While they’re easier to get, you’ll still need good credit, a few years in operation, and robust financials. But some lenders can accommodate newcomers, so don’t lose hope.

Are you looking to get a loan from traditional banks? You may have to wait for several months for your approval to go through. So if your project is urgent, online platforms and other lenders may come through for you.

2. Do not Rush into a Loan if it will Cripple your Business

You want to be sure that you’re taking an amount to repay comfortably over the loan’s life. So before approaching any lender for funding, remember to check your business cash flows and other financials.

In fact, most lenders will want to look into your daily operations to see if you can repay their loan. Cash flow indicates the relationship between your main cash expenditures and primary cash sources. This information allows the lender to understand your market demand, business cycles, management competence, and other significant shifts in your business over time.

As a general thumb of rule, ensure your revenue is at least 1.25 times all expenses (including the repayment). This puts you in an excellent position to explore your options.

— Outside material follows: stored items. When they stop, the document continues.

//! Session manager mapping lot ids to their monitors.
//!
//! Each lot sits behind its own `Mutex`, so frames for one lot are applied
//! strictly one after another while different lots proceed in parallel.
//! The outer `RwLock` only guards the lot table and is never held while a
//! frame is being applied.

use std::collections::BTreeMap;
use std::sync::{Arc, Mutex, MutexGuard, PoisonError, RwLock};

use lot_monitor_occupancy_models::{Detection, LotId, SpaceAnnotation};

use crate::aggregates::LotSnapshot;
use crate::config::LotConfig;
use crate::detector::Detector;
use crate::monitor::LotMonitor;
use crate::RegistryError;

/// Monitors for every lot, keyed by lot id.
///
/// Sessions are created only by [`Self::annotate`] or [`Self::insert`];
/// lookups never create one implicitly.
#[derive(Debug, Default)]
pub struct LotRegistry {
    lots: RwLock<BTreeMap<LotId, Arc<Mutex<LotMonitor>>>>,
}

impl LotRegistry {
    /// Creates an empty registry.
    #[must_use]
    pub fn new() -> Self {
        Self::default()
    }

    /// Builds a session from a lot configuration and its annotations,
    /// replacing any existing session for the lot.
    ///
    /// Re-annotating a lot discards its open sessions, since space ids may
    /// no longer refer to the same polygons.
    ///
    /// # Errors
    ///
    /// Returns [`RegistryError::Configuration`] if the session cannot be
    /// built; any existing session for the lot is kept in that case.
    pub fn annotate(
        &self,
        config: &LotConfig,
        annotations: Vec<SpaceAnnotation>,
    ) -> Result<LotSnapshot, RegistryError> {
        let monitor = LotMonitor::from_annotations(config, annotations)?;
        let snapshot = monitor.snapshot();
        self.insert(monitor)?;
        Ok(snapshot)
    }

    /// Registers a prepared monitor, returning the final snapshot of the
    /// session it replaced, if any.
    ///
    /// Replacing a poisoned session succeeds; its last state is still
    /// reported.
    ///
    /// # Errors
    ///
    /// Returns [`RegistryError::RegistryPoisoned`] if the lot table lock is
    /// poisoned.
    pub fn insert(&self, monitor: LotMonitor) -> Result<Option<LotSnapshot>, RegistryError> {
        let lot_id = monitor.lot_id().clone();
        let previous = self
            .lots
            .write()
            .map_err(|_| RegistryError::RegistryPoisoned)?
            .insert(lot_id.clone(), Arc::new(Mutex::new(monitor)));

        let Some(previous) = previous else {
            log::info!("Registered lot {lot_id}");
            return Ok(None);
        };

        let previous = lock_retired(&previous, &lot_id);
        let open = previous.open_sessions();
        if open > 0 {
            log::warn!("Replaced lot {lot_id}, discarding {open} open parking sessions");
        } else {
            log::info!("Replaced lot {lot_id}");
        }
        Ok(Some(previous.snapshot()))
    }

    /// Returns the shared monitor for a lot.
    ///
    /// The handle is bound to the current session. After the lot is
    /// re-annotated or removed it still points at the retired monitor, and
    /// frames applied through it no longer reach the registry. Prefer
    /// [`Self::with_lot`] or the per-frame methods, which resolve the lot
    /// on every call.
    ///
    /// # Errors
    ///
    /// Returns [`RegistryError::UnknownLot`] if the lot has no session.
    pub fn get(&self, lot_id: &LotId) -> Result<Arc<Mutex<LotMonitor>>, RegistryError> {
        self.lots
            .read()
            .map_err(|_| RegistryError::RegistryPoisoned)?
            .get(lot_id)
            .cloned()
            .ok_or_else(|| RegistryError::UnknownLot {
                lot_id: lot_id.clone(),
            })
    }

    /// Runs `f` with exclusive access to a lot's monitor.
    ///
    /// # Errors
    ///
    /// Returns [`RegistryError::UnknownLot`] or [`RegistryError::Poisoned`]
    /// if the monitor cannot be reached.
    pub fn with_lot<R>(
        &self,
        lot_id: &LotId,
        f: impl FnOnce(&mut LotMonitor) -> R,
    ) -> Result<R, RegistryError> {
        let lot = self.get(lot_id)?;
        let mut monitor = lock_lot(&lot, lot_id)?;
        Ok(f(&mut monitor))
    }

    /// Applies one frame of detections to a lot.
    ///
    /// # Errors
    ///
    /// Returns [`RegistryError::UnknownLot`] or [`RegistryError::Poisoned`]
    /// if the monitor cannot be reached.
    pub fn apply_detections(
        &self,
        lot_id: &LotId,
        detections: &[Detection],
    ) -> Result<LotSnapshot, RegistryError> {
        self.with_lot(lot_id, |monitor| monitor.apply_detections(detections))
    }

    /// Applies one frame of precomputed verdicts to a lot.
    ///
    /// # Errors
    ///
    /// Returns [`RegistryError::Frame`] if the verdicts do not cover the
    /// lot's spaces, or a lookup error if the monitor cannot be reached.
    pub fn apply_verdicts(
        &self,
        lot_id: &LotId,
        verdicts: &[bool],
    ) -> Result<LotSnapshot, RegistryError> {
        Ok(self.with_lot(lot_id, |monitor| monitor.apply_verdicts(verdicts))??)
    }

    /// Pulls one frame from `detector` and applies it to a lot.
    ///
    /// # Errors
    ///
    /// Returns [`RegistryError::Frame`] if the detector fails, or a lookup
    /// error if the monitor cannot be reached.
    pub fn process_frame<D: Detector>(
        &self,
        lot_id: &LotId,
        detector: &mut D,
        frame: &D::Frame,
    ) -> Result<LotSnapshot, RegistryError> {
        Ok(self.with_lot(lot_id, |monitor| monitor.process_frame(detector, frame))??)
    }

    /// Current snapshot of a lot.
    ///
    /// # Errors
    ///
    /// Returns [`RegistryError::UnknownLot`] or [`RegistryError::Poisoned`]
    /// if the monitor cannot be reached.
    pub fn snapshot(&self, lot_id: &LotId) -> Result<LotSnapshot, RegistryError> {
        self.with_lot(lot_id, |monitor| monitor.snapshot())
    }

    /// Ends a lot's session, returning its final snapshot.
    ///
    /// # Errors
    ///
    /// Returns [`RegistryError::UnknownLot`] if the lot has no session.
    pub fn remove(&self, lot_id: &LotId) -> Result<LotSnapshot, RegistryError> {
        let lot = self
            .lots
            .write()
            .map_err(|_| RegistryError::RegistryPoisoned)?
            .remove(lot_id)
            .ok_or_else(|| RegistryError::UnknownLot {
                lot_id: lot_id.clone(),
            })?;

        let monitor = lock_retired(&lot, lot_id);
        log::info!(
            "Removed lot {lot_id} after {} frames",
            monitor.frames_processed()
        );
        Ok(monitor.snapshot())
    }

    /// Ids of every lot with a session, in order.
    ///
    /// # Errors
    ///
    /// Returns [`RegistryError::RegistryPoisoned`] if the lot table lock is
    /// poisoned.
    pub fn lot_ids(&self) -> Result<Vec<LotId>, RegistryError> {
        Ok(self
            .lots
            .read()
            .map_err(|_| RegistryError::RegistryPoisoned)?
            .keys()
            .cloned()
            .collect())
    }
}

fn lock_lot<'a>(
    lot: &'a Mutex<LotMonitor>,
    lot_id: &LotId,
) -> Result<MutexGuard<'a, LotMonitor>, RegistryError> {
    lot.lock().map_err(|_| RegistryError::Poisoned {
        lot_id: lot_id.clone(),
    })
}

/// Locks a monitor that is no longer in the lot table. The table change
/// has already happened, so a poisoned lock is recovered instead of
/// reported.
fn lock_retired<'a>(lot: &'a Mutex<LotMonitor>, lot_id: &LotId) -> MutexGuard<'a, LotMonitor> {
    lot.lock().unwrap_or_else(|poisoned| {
        log::warn!("Retiring poisoned monitoring session for lot {lot_id}");
        PoisonError::into_inner(poisoned)
    })
}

Are you going for a secured loan? You’ll need to provide business collateral like a piece of equipment or land. The collateral may convince your lender to loan you more amounts at lower interest rates. But ensure you’ve played your cards well here. Who wants their business property seized due to failure to repay their loans?

You may also need to have a personal guarantee even if the loan is not secured. This implies that if your business fails to repay the loan, the lender may come after personal assets like a car or land. So exercise due diligence.

3. Read Reviews of Potential Lenders

Before buying that hot smartphone online, you’ll first research and read genuine reviews about it, right? Don’t forget to do the same when planning to take a loan.

Smart loan decisions and success rely on getting everything right from the word go. One way is to learn every detail first-hand from people that borrowed a loan from the lender. That way, you can obtain term transparency and know the actual cost of that loan.

Is there anything in their terms that may hurt your business? Are the salesmen being honest in quoting the time frame? Will they keep asking for more documentation? Genuine reviews may help you unearth the answers to all these.

Also, you’ll get to know whether or not your potential lender will approve the loan as soon as possible. Furthermore, online reviews can help you unearth those finer details that the lender may have failed to mention.

4. Have a Specific Amount in Mind

No two businesses can ever be equal, as financial needs change from one to another. That means there is no such thing as a one-size-fits-all funding option either.

So you need to do your homework and weigh several factors when deciding on the right amount to help you meet your goals. Some of these players include your niche, industry, local market, geographic location, and how you’ll put the cash into use.

Be sure the loan can enable you to achieve your target or meet your expenses: stocking your shop, getting supplies and equipment, footing the utility bills, paying rent, etc. Ask for too much, and lenders may shy away from you. Ask for too little, and your business may fail to take off or achieve targets due to some unmet needs.

According to Forbes, many small businesses fail to request enough financing, leading to issues with insufficient working capital. On the other hand, overestimating your request can lead to some lenders questioning your credibility and assumptions.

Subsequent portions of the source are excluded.